Warning: no lying before senate, iPads on guard

Warning: no lying before senate, iPads on guard

Government appointees who are to pass through senate screening
might do well to henceforth consider cross check their facts thoroughly before
dishing it out to the lawmakers, because the folders we see most senators
clutching onto nowadays may just be an iPad.

Last Tuesday, an iPad would have ruined a potential minister’s
career – if the lawmakers had taken a lie seriously. Rasheed Adedoja, a former
Oyo State education commissioner who is now a minister, would have been the
victim of the iPad revolution in the senate but for the magnanimity of the
senators.

Mr Adedoja, a professor of education, was in the red senate
chamber to perform a ritual his peers did a few months back. He stood at the
podium, with his CV, piece of papers to jot questions, and a cup of water the
senate offered.

He was intelligent, but he was somehow unfortunate compared
with his colleagues because he was the only one to be screened in one day. So
the senators had the luxury of thorough questioning. The questions kept
pouring.

He responded to them smartly, but unknown to him, some tech
savvy senators were double checking his statements on their iPads.
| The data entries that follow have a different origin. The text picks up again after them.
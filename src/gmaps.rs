//! Google Maps HTTP adapter for pairwise distances.

use serde::Deserialize;

use crate::traits::{DistanceOracle, OracleError};

#[derive(Debug, Clone)]
pub struct GoogleMapsConfig {
    pub api_key: String,
    pub base_url: String,
    pub mode: String,
    pub timeout_secs: u64,
}

impl GoogleMapsConfig {
    /// Config with production endpoint defaults. The key is always explicit;
    /// nothing is read from ambient state.
    pub fn new(api_key: impl Into<String>) -> Self {
        Self {
            api_key: api_key.into(),
            base_url: "https://maps.googleapis.com/maps/api".to_string(),
            mode: "driving".to_string(),
            timeout_secs: 10,
        }
    }
}

#[derive(Debug, Clone)]
pub struct GoogleMapsClient {
    config: GoogleMapsConfig,
    client: reqwest::blocking::Client,
}

impl GoogleMapsClient {
    pub fn new(config: GoogleMapsConfig) -> Result<Self, reqwest::Error> {
        let client = reqwest::blocking::Client::builder()
            .timeout(std::time::Duration::from_secs(config.timeout_secs))
            .build()?;

        Ok(Self { config, client })
    }
}

impl DistanceOracle for GoogleMapsClient {
    fn distance(&self, from: &str, to: &str) -> Result<f64, OracleError> {
        let url = format!("{}/distancematrix/json", self.config.base_url);

        let body = self
            .client
            .get(url)
            .query(&[
                ("origins", from),
                ("destinations", to),
                ("mode", &self.config.mode),
                ("key", &self.config.api_key),
            ])
            .send()?
            .error_for_status()?
            .json::<DistanceMatrixResponse>()?;

        element_km(&body)
    }
}

/// Extracts the single origin/destination element as kilometers.
fn element_km(body: &DistanceMatrixResponse) -> Result<f64, OracleError> {
    if body.status != "OK" {
        return Err(OracleError::Provider(format!(
            "distance matrix status {}",
            body.status
        )));
    }

    let element = body
        .rows
        .first()
        .and_then(|row| row.elements.first())
        .ok_or_else(|| OracleError::Provider("empty distance matrix response".to_string()))?;

    if element.status != "OK" {
        return Err(OracleError::Provider(format!(
            "element status {}",
            element.status
        )));
    }

    let distance = element
        .distance
        .as_ref()
        .ok_or_else(|| OracleError::Provider("element missing distance".to_string()))?;

    Ok(distance.value / 1000.0)
}

#[derive(Debug, Deserialize)]
struct DistanceMatrixResponse {
    status: String,
    #[serde(default)]
    rows: Vec<DistanceMatrixRow>,
}

#[derive(Debug, Deserialize)]
struct DistanceMatrixRow {
    elements: Vec<DistanceMatrixElement>,
}

#[derive(Debug, Deserialize)]
struct DistanceMatrixElement {
    status: String,
    distance: Option<DistanceValue>,
}

#[derive(Debug, Deserialize)]
struct DistanceValue {
    /// Meters.
    value: f64,
}
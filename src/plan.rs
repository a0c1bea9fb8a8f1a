//! Top-level route planning pipeline.
//!
//! Ties together waypoint construction, matrix building, sequencing, and
//! link generation for one agent's workload. Oracle failure is downgraded
//! here: the caller still gets the stop list for marker display, just no
//! navigable route.

use tracing::{debug, warn};

use crate::maps_link::navigation_url;
use crate::matrix::{DistanceMatrix, build_matrix};
use crate::sequencer::sequence;
use crate::traits::{DistanceOracle, OracleError, Order, Store};
use crate::waypoint::{Waypoint, build_waypoints};

/// A fully computed route for one agent.
#[derive(Debug, Clone)]
pub struct RoutePlan<OrderId, StoreId> {
    /// Waypoints in visiting order.
    pub stops: Vec<Waypoint<OrderId, StoreId>>,
    /// Directions link for the agent's map surface.
    pub maps_url: String,
    /// The matrix the sequence was computed on, indexed by the original
    /// (pre-sequencing) waypoint positions.
    pub matrix: DistanceMatrix,
}

/// Outcome of a route planning request.
#[derive(Debug)]
pub enum PlanOutcome<OrderId, StoreId> {
    /// Nothing to route. Distinct from failure so the UI can say so.
    NoRoute,
    /// Route computed end to end.
    Planned(RoutePlan<OrderId, StoreId>),
    /// The oracle failed for some pair; stops are still available for
    /// display, in builder order, without a route line.
    Degraded {
        stops: Vec<Waypoint<OrderId, StoreId>>,
        error: OracleError,
    },
}

/// Plans a visiting order over the pickups and deliveries for `orders`.
///
/// The whole computation is one synchronous unit of work: it either runs to
/// completion, reports `NoRoute` for an empty workload, or degrades on the
/// first oracle failure. No partial routes are ever produced.
pub fn plan_route<O, S, D>(orders: &[O], stores: &[S], oracle: &D) -> PlanOutcome<O::Id, S::Id>
where
    O: Order,
    S: Store<Id = O::StoreId>,
    D: DistanceOracle + Sync,
{
    let waypoints = build_waypoints(orders, stores);
    if waypoints.is_empty() {
        debug!("no waypoints in workload, nothing to route");
        return PlanOutcome::NoRoute;
    }
    debug!(orders = orders.len(), waypoints = waypoints.len(), "planning route");

    let addresses: Vec<String> = waypoints.iter().map(|wp| wp.address.clone()).collect();
    let matrix = match build_matrix(&addresses, oracle) {
        Ok(matrix) => matrix,
        Err(error) => {
            warn!(%error, "distance matrix build failed, returning stops without a route");
            return PlanOutcome::Degraded {
                stops: waypoints,
                error,
            };
        }
    };

    let route = sequence(&waypoints, &matrix);
    let maps_url = navigation_url(&waypoints, &route).unwrap_or_default();
    let stops = route.iter().map(|&i| waypoints[i].clone()).collect();

    PlanOutcome::Planned(RoutePlan {
        stops,
        maps_url,
        matrix,
    })
}
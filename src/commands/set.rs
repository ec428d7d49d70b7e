//! `weft set` - update one story's status in place.

use anyhow::{bail, Result};
use colored::Colorize;
use std::path::{Path, PathBuf};

use crate::commands::common::resolve_sprint_file;
use crate::update::update_story_status;

pub fn execute(root: &Path, file: Option<PathBuf>, story_id: &str, new_status: &str) -> Result<()> {
    let path = resolve_sprint_file(root, file)?;

    if update_story_status(&path, story_id, new_status)? {
        println!(
            "{} Set '{}' to '{}' in {}",
            "✓".green(),
            story_id.cyan(),
            new_status,
            path.display()
        );
        Ok(())
    } else {
        bail!("No entry '{story_id}' found in {}", path.display());
    }
}
//! Parser for `bmm-workflow-status.yaml` files.

use anyhow::{Context, Result};
use std::fs;
use std::path::Path;

use crate::models::WorkflowData;

/// Parse a workflow status file into a [`WorkflowData`] model.
///
/// Returns `Ok(None)` if the file does not exist. Missing metadata fields
/// default to the empty string; the `workflow_status` sequence defaults to
/// empty and keeps its source order.
pub fn parse_workflow_status(path: &Path) -> Result<Option<WorkflowData>> {
    if !path.exists() {
        return Ok(None);
    }

    let content = fs::read_to_string(path)
        .with_context(|| format!("Failed to read workflow status file: {}", path.display()))?;
    let data: WorkflowData = serde_yaml::from_str(&content)
        .with_context(|| format!("Failed to parse workflow status file: {}", path.display()))?;

    Ok(Some(data))
}

#[cfg(test)]
mod tests {
    use super::*;
    use tempfile::TempDir;

    fn write_file(dir: &TempDir, content: &str) -> std::path::PathBuf {
        let path = dir.path().join("bmm-workflow-status.yaml");
        fs::write(&path, content).unwrap();
        path
    }

    #[test]
    fn test_missing_file_is_none() {
        let dir = TempDir::new().unwrap();
        let result = parse_workflow_status(&dir.path().join("nope.yaml")).unwrap();
        assert!(result.is_none());
    }

    #[test]
    fn test_full_document() {
        let dir = TempDir::new().unwrap();
        let path = write_file(
            &dir,
            r#"last_updated: 2026-08-20
status: in-progress
status_note: waiting on design
project: demo
project_type: software
selected_track: bmm
field_type: greenfield
workflow_path: bmm/workflows
workflow_status:
  - id: brief
    phase: 1
    status: "docs/brief.md"
    agent: analyst
    command: product-brief
  - id: prd
    phase: 2
    status: required
    agent: pm
    command: prd
    note: start here
"#,
        );

        let data = parse_workflow_status(&path).unwrap().unwrap();
        assert_eq!(data.last_updated, "2026-08-20");
        assert_eq!(data.status, "in-progress");
        assert_eq!(data.status_note.as_deref(), Some("waiting on design"));
        assert_eq!(data.project, "demo");
        assert_eq!(data.selected_track, "bmm");
        assert_eq!(data.items.len(), 2);
        assert_eq!(data.items[0].id, "brief");
        assert_eq!(data.items[0].phase, Some(1));
        assert_eq!(data.items[0].status, "docs/brief.md");
        assert_eq!(data.items[1].note.as_deref(), Some("start here"));
    }

    #[test]
    fn test_missing_fields_default() {
        let dir = TempDir::new().unwrap();
        let path = write_file(&dir, "project: demo\n");

        let data = parse_workflow_status(&path).unwrap().unwrap();
        assert_eq!(data.project, "demo");
        assert_eq!(data.last_updated, "");
        assert_eq!(data.status, "");
        assert!(data.status_note.is_none());
        assert!(data.items.is_empty());
    }

    #[test]
    fn test_items_with_missing_subfields_pass_through() {
        let dir = TempDir::new().unwrap();
        let path = write_file(
            &dir,
            r#"workflow_status:
  - id: brief
  - status: optional
    agent: pm
"#,
        );

        let data = parse_workflow_status(&path).unwrap().unwrap();
        assert_eq!(data.items.len(), 2);
        assert_eq!(data.items[0].id, "brief");
        assert!(data.items[0].phase.is_none());
        assert_eq!(data.items[0].status, "");
        assert_eq!(data.items[1].id, "");
        assert_eq!(data.items[1].status, "optional");
    }

    #[test]
    fn test_item_order_is_source_order() {
        let dir = TempDir::new().unwrap();
        let path = write_file(
            &dir,
            r#"workflow_status:
  - id: c
    phase: 1
  - id: a
    phase: 1
  - id: b
    phase: 2
"#,
        );

        let data = parse_workflow_status(&path).unwrap().unwrap();
        let ids: Vec<&str> = data.items.iter().map(|i| i.id.as_str()).collect();
        assert_eq!(ids, vec!["c", "a", "b"]);

        let phase1: Vec<&str> = data.items_for_phase(1).iter().map(|i| i.id.as_str()).collect();
        assert_eq!(phase1, vec!["c", "a"]);
    }
}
He slipped up when he told the senators that Ladoke Akintola
University of Technology, which is jointly owned by Oyo and Osun state, is the
7th best university in Africa by global rating and the best state university in
Nigeria by a National University Commission rating. He referred the senators to
the Internet to confirm his claims.

That university is currently a subject of dispute between Oyo
and Osun state and has been shut down for a long time while the disagreement
simmers. The senators found Mr Adedoja’s fact hard to believe.
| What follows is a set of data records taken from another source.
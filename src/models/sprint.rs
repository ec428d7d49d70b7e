use serde::{Deserialize, Serialize};

/// Parsed contents of a `sprint-status.yaml` file.
#[derive(Debug, Clone, Serialize, Deserialize, PartialEq, Eq)]
pub struct SprintData {
    pub project: String,
    pub project_key: String,
    /// Epics in ascending numeric order, regardless of source key order.
    pub epics: Vec<Epic>,
}

/// A grouping unit identified by an `epic-<N>` key.
///
/// Owns its stories; story order is the order the keys appear in the
/// source document.
#[derive(Debug, Clone, Serialize, Deserialize, PartialEq, Eq)]
pub struct Epic {
    pub id: String,
    pub name: String,
    pub status: StoryStatus,
    pub stories: Vec<Story>,
}

impl Epic {
    /// Number of stories in terminal `done` state, for progress display.
    pub fn done_count(&self) -> usize {
        self.stories
            .iter()
            .filter(|s| s.status == StoryStatus::Done)
            .count()
    }
}

/// A unit of work identified by a `<N>-<slug>` key, belonging to epic `N`.
#[derive(Debug, Clone, Serialize, Deserialize, PartialEq, Eq)]
pub struct Story {
    pub id: String,
    pub status: StoryStatus,
    /// Id of the owning epic (`epic-<N>`), for lookup only.
    pub epic_id: String,
}

/// Progress state of an epic or story.
///
/// The recognized vocabulary is closed; values outside it are carried
/// through verbatim in `Other` so they still display, just without an
/// associated glyph or action.
#[derive(Debug, Clone, Serialize, Deserialize, PartialEq, Eq)]
#[serde(from = "String", into = "String")]
pub enum StoryStatus {
    Backlog,
    Drafted,
    ReadyForDev,
    InProgress,
    Review,
    Done,
    Completed,
    Other(String),
}

impl StoryStatus {
    pub fn as_str(&self) -> &str {
        match self {
            StoryStatus::Backlog => "backlog",
            StoryStatus::Drafted => "drafted",
            StoryStatus::ReadyForDev => "ready-for-dev",
            StoryStatus::InProgress => "in-progress",
            StoryStatus::Review => "review",
            StoryStatus::Done => "done",
            StoryStatus::Completed => "completed",
            StoryStatus::Other(s) => s,
        }
    }
}

impl From<&str> for StoryStatus {
    fn from(s: &str) -> Self {
        match s {
            "backlog" => StoryStatus::Backlog,
            "drafted" => StoryStatus::Drafted,
            "ready-for-dev" => StoryStatus::ReadyForDev,
            "in-progress" => StoryStatus::InProgress,
            "review" => StoryStatus::Review,
            "done" => StoryStatus::Done,
            "completed" => StoryStatus::Completed,
            other => StoryStatus::Other(other.to_string()),
        }
    }
}

impl From<String> for StoryStatus {
    fn from(s: String) -> Self {
        StoryStatus::from(s.as_str())
    }
}

impl From<StoryStatus> for String {
    fn from(status: StoryStatus) -> Self {
        status.as_str().to_string()
    }
}

impl std::fmt::Display for StoryStatus {
    fn fmt(&self, f: &mut std::fmt::Formatter<'_>) -> std::fmt::Result {
        write!(f, "{}", self.as_str())
    }
}

#[cfg(test)]
mod tests {
    use super::*;

    #[test]
    fn test_status_roundtrip_known_values() {
        for s in [
            "backlog",
            "drafted",
            "ready-for-dev",
            "in-progress",
            "review",
            "done",
            "completed",
        ] {
            let status = StoryStatus::from(s);
            assert!(
                !matches!(status, StoryStatus::Other(_)),
                "{s} should be recognized"
            );
            assert_eq!(status.as_str(), s);
        }
    }

    #[test]
    fn test_status_unrecognized_passes_through() {
        let status = StoryStatus::from("on-hold");
        assert_eq!(status, StoryStatus::Other("on-hold".to_string()));
        assert_eq!(status.to_string(), "on-hold");
    }

    #[test]
    fn test_done_count_ignores_completed() {
        let epic = Epic {
            id: "epic-1".to_string(),
            name: "Epic 1".to_string(),
            status: StoryStatus::InProgress,
            stories: vec![
                Story {
                    id: "1-1-a".to_string(),
                    status: StoryStatus::Done,
                    epic_id: "epic-1".to_string(),
                },
                Story {
                    id: "1-2-b".to_string(),
                    status: StoryStatus::Completed,
                    epic_id: "epic-1".to_string(),
                },
            ],
        };
        assert_eq!(epic.done_count(), 1);
    }
}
George Thomson Sekibo (PDP River state) decided to log onto a
search engine and the global university rating page was soon staring at him
from his iPad. He called James Manager (PDP Delta state) who was just sitting
beside him to have a look. In next to no time, four heads were over the little
computer.

Facts on fingertips

Mr Sekibo walked up to the senate president and passed the iPad
to him. For a moment, the senate president scrolled up and down while Mr Sekibo
and Manager stood by his side grinning. Meanwhile, the professor was responding
to other questions on the podium.

“Prof, that is not what the net is saying,” the senate
president cut in.

He read out the African universities’ rating and the first
Nigerian university on the list was University of Benin (Uniben), which ranked
67th in Africa. It was followed by University of Ilorin, 77th and University of
Ibadan, 81st in Africa.

The senate president passed the iPad to the professor. He was
startled when he took it; but he reviewed it and passed it back to the senate
president without saying a word. Some senators were startled too, while others
just laughed it off.

The screening continued and he was confirmed a minister.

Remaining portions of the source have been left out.